[Dataset excerpts]
■ ■ ■ ■
//! # Block Storage
//!
//! Handle-addressed storage that grows by appending fixed-capacity blocks.
//!
//! Unlike [`ComponentStorage`](super::ComponentStorage), values never move
//! once placed: removal frees the slot in its block instead of
//! compacting. Iteration walks blocks in order and skips freed slots.

use std::convert::Infallible;

use super::generator::HandleGenerator;
use super::handle::Handle;
use super::index_map::IndexMap;
use crate::config::StorageConfig;
use crate::error::{fatal, StorageError};
use crate::memory::Block;

/// Physical location of a value inside a [`BlockStorage`].
#[derive(Clone, Copy, Debug, PartialEq, Eq, Hash)]
pub struct SlotLocation {
    /// Index of the block.
    pub block: usize,
    /// Position inside the block.
    pub position: usize,
}

/// Storage backed by a growable list of [`Block`]s.
///
/// # Example
///
/// ```rust
/// use keystone_core::BlockStorage;
///
/// let mut colliders: BlockStorage<[f32; 3]> = BlockStorage::new(2);
/// let a = colliders.add([1.0, 1.0, 1.0]);
/// let _b = colliders.add([2.0, 2.0, 2.0]);
/// let _c = colliders.add([3.0, 3.0, 3.0]); // appends a second block
///
/// assert_eq!(colliders.block_count(), 2);
/// assert!(colliders.remove(a));
/// assert_eq!(colliders.get(a), None);
/// ```
#[derive(Debug)]
pub struct BlockStorage<T> {
    blocks: Vec<Block<T>>,
    /// Blocks with at least one claimable slot, most recent last.
    open: Vec<usize>,
    index: IndexMap<SlotLocation>,
    generator: HandleGenerator,
    block_capacity: usize,
}

impl<T> BlockStorage<T> {
    /// Creates empty storage whose blocks hold `block_capacity` values.
    ///
    /// No block is allocated until the first add.
    ///
    /// # Panics
    ///
    /// Panics if `block_capacity` is zero.
    #[must_use]
    pub fn new(block_capacity: usize) -> Self {
        assert!(block_capacity > 0, "Block capacity must be greater than zero");
        Self {
            blocks: Vec::new(),
            open: Vec::new(),
            index: IndexMap::new(),
            generator: HandleGenerator::new(),
            block_capacity,
        }
    }

    /// Creates storage from configuration, preallocating blocks if asked.
    ///
    /// # Panics
    ///
    /// Panics if the configured block capacity is zero; run
    /// [`StorageConfig::validate`] first.
    #[must_use]
    pub fn from_config(config: &StorageConfig) -> Self {
        let mut storage = Self::new(config.block_capacity);
        for _ in 0..config.preallocate_blocks {
            storage.grow();
        }
        storage
    }

    /// Stores a value and returns its new handle.
    pub fn add(&mut self, value: T) -> Handle {
        match self.try_add_with(|| Ok::<_, Infallible>(value)) {
            Ok(handle) => handle,
            Err(never) => match never {},
        }
    }

    /// Claims a slot, then stores the value produced by `make`.
    ///
    /// If `make` fails the claim is rolled back and no handle is used.
    ///
    /// # Errors
    ///
    /// Whatever `make` returns.
    pub fn try_add_with<E, F>(&mut self, make: F) -> Result<Handle, E>
    where
        F: FnOnce() -> Result<T, E>,
    {
        let location = self.claim();

        let value = match make() {
            Ok(value) => value,
            Err(err) => {
                if let Err(release) = self.blocks[location.block].release(location.position) {
                    fatal(release);
                }
                if !self.open.contains(&location.block) {
                    self.open.push(location.block);
                }
                return Err(err);
            }
        };

        if let Err(err) = self.blocks[location.block].emplace(location.position, value) {
            fatal(err);
        }
        let handle = self.generator.generate();
        self.index.insert(handle, location);
        Ok(handle)
    }

    /// Peeks at the handle the next add returns.
    #[inline]
    #[must_use]
    pub fn peek_handle(&self) -> Handle {
        self.generator.current()
    }

    /// Removes a value; `false` if the handle is not live.
    pub fn remove(&mut self, handle: Handle) -> bool {
        self.take(handle).is_some()
    }

    /// Removes a value and hands it back.
    pub fn take(&mut self, handle: Handle) -> Option<T> {
        let location = self.index.remove(handle)?;
        let block = &mut self.blocks[location.block];
        let was_full = block.is_full();

        let value = block
            .free(location.position)
            .unwrap_or_else(|err| fatal(err));
        if was_full {
            self.open.push(location.block);
        }
        self.generator.retire(handle);
        Some(value)
    }

    /// Checks whether a handle is live.
    #[inline]
    #[must_use]
    pub fn contains(&self, handle: Handle) -> bool {
        self.index.contains(handle)
    }

    /// Returns where a handle's value lives.
    #[inline]
    #[must_use]
    pub fn location_of(&self, handle: Handle) -> Option<SlotLocation> {
        self.index.get(handle)
    }

    /// Gets a value by handle, `None` if it is not live.
    ///
    /// # Panics
    ///
    /// Panics if the index map points at a freed slot.
    #[must_use]
    pub fn get(&self, handle: Handle) -> Option<&T> {
        let location = self.index.get(handle)?;
        match self.blocks[location.block].get(location.position) {
            Ok(value) => Some(value),
            Err(err) => fatal(err),
        }
    }

    /// Gets a mutable value by handle, `None` if it is not live.
    ///
    /// # Panics
    ///
    /// Panics if the index map points at a freed slot.
    pub fn get_mut(&mut self, handle: Handle) -> Option<&mut T> {
        let location = self.index.get(handle)?;
        match self.blocks[location.block].get_mut(location.position) {
            Ok(value) => Some(value),
            Err(err) => fatal(err),
        }
    }

    /// Visits every live value, block by block in physical order.
    pub fn for_each<F>(&self, mut visit: F)
    where
        F: FnMut(&T),
    {
        for block in &self.blocks {
            block.for_each(&mut visit);
        }
    }

    /// Visits every live value mutably, block by block in physical order.
    pub fn for_each_mut<F>(&mut self, mut visit: F)
    where
        F: FnMut(&mut T),
    {
        for block in &mut self.blocks {
            block.for_each_mut(&mut visit);
        }
    }

    /// Iterates over live values with their locations.
    pub fn iter(&self) -> impl Iterator<Item = (SlotLocation, &T)> {
        self.blocks.iter().enumerate().flat_map(|(block, slots)| {
            slots
                .iter()
                .map(move |(position, value)| (SlotLocation { block, position }, value))
        })
    }

    /// Returns the number of live values.
    #[inline]
    #[must_use]
    pub fn len(&self) -> usize {
        self.index.len()
    }

    /// Returns `true` if no value is live.
    #[inline]
    #[must_use]
    pub fn is_empty(&self) -> bool {
        self.index.is_empty()
    }

    /// Returns the number of allocated blocks.
    #[inline]
    #[must_use]
    pub fn block_count(&self) -> usize {
        self.blocks.len()
    }

    /// Returns the capacity of each block.
    #[inline]
    #[must_use]
    pub const fn block_capacity(&self) -> usize {
        self.block_capacity
    }

    /// Returns the total slot capacity across all blocks.
    #[inline]
    #[must_use]
    pub fn capacity(&self) -> usize {
        self.blocks.len() * self.block_capacity
    }

    /// Finds a free slot, appending a block when every block is full.
    fn claim(&mut self) -> SlotLocation {
        while let Some(&block) = self.open.last() {
            match self.blocks[block].alloc() {
                Ok(position) => {
                    if self.blocks[block].is_full() {
                        self.open.pop();
                    }
                    return SlotLocation { block, position };
                }
                Err(StorageError::CapacityExceeded { .. }) => {
                    self.open.pop();
                }
                Err(err) => fatal(err),
            }
        }

        let block = self.grow();
        match self.blocks[block].alloc() {
            Ok(position) => {
                if self.blocks[block].is_full() {
                    self.open.pop();
                }
                SlotLocation { block, position }
            }
            Err(err) => fatal(err),
        }
    }

    fn grow(&mut self) -> usize {
        let block = self.blocks.len();
        self.blocks.push(Block::new(self.block_capacity));
        self.open.push(block);
        tracing::debug!(
            blocks = self.blocks.len(),
            block_capacity = self.block_capacity,
            "appended storage block"
        );
        block
    }
}
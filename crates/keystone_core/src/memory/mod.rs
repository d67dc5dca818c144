//! # Memory Management
//!
//! Fixed-capacity slot blocks that back the block-storage container.
//!
//! ## Design Philosophy
//!
//! Slot memory is reserved once per block and reused:
//! - Freed slots go back on a free-list
//! - Growth appends whole blocks, existing slots never move
//! - Every slot carries a validity tag that reads are checked against

mod block;

pub use block::Block;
■ ■ ■ ■
_DIRECTIONS FOR THIS TASK_. Repeat the lines from the first one in the records through the line containing "use std::convert::Infallible;", exactly as written, and nothing else.

_COMPLETED EXERCISE_.
//! # Block Storage
//!
//! Handle-addressed storage that grows by appending fixed-capacity blocks.
//!
//! Unlike [`ComponentStorage`](super::ComponentStorage), values never move
//! once placed: removal frees the slot in its block instead of
//! compacting. Iteration walks blocks in order and skips freed slots.

use std::convert::Infallible;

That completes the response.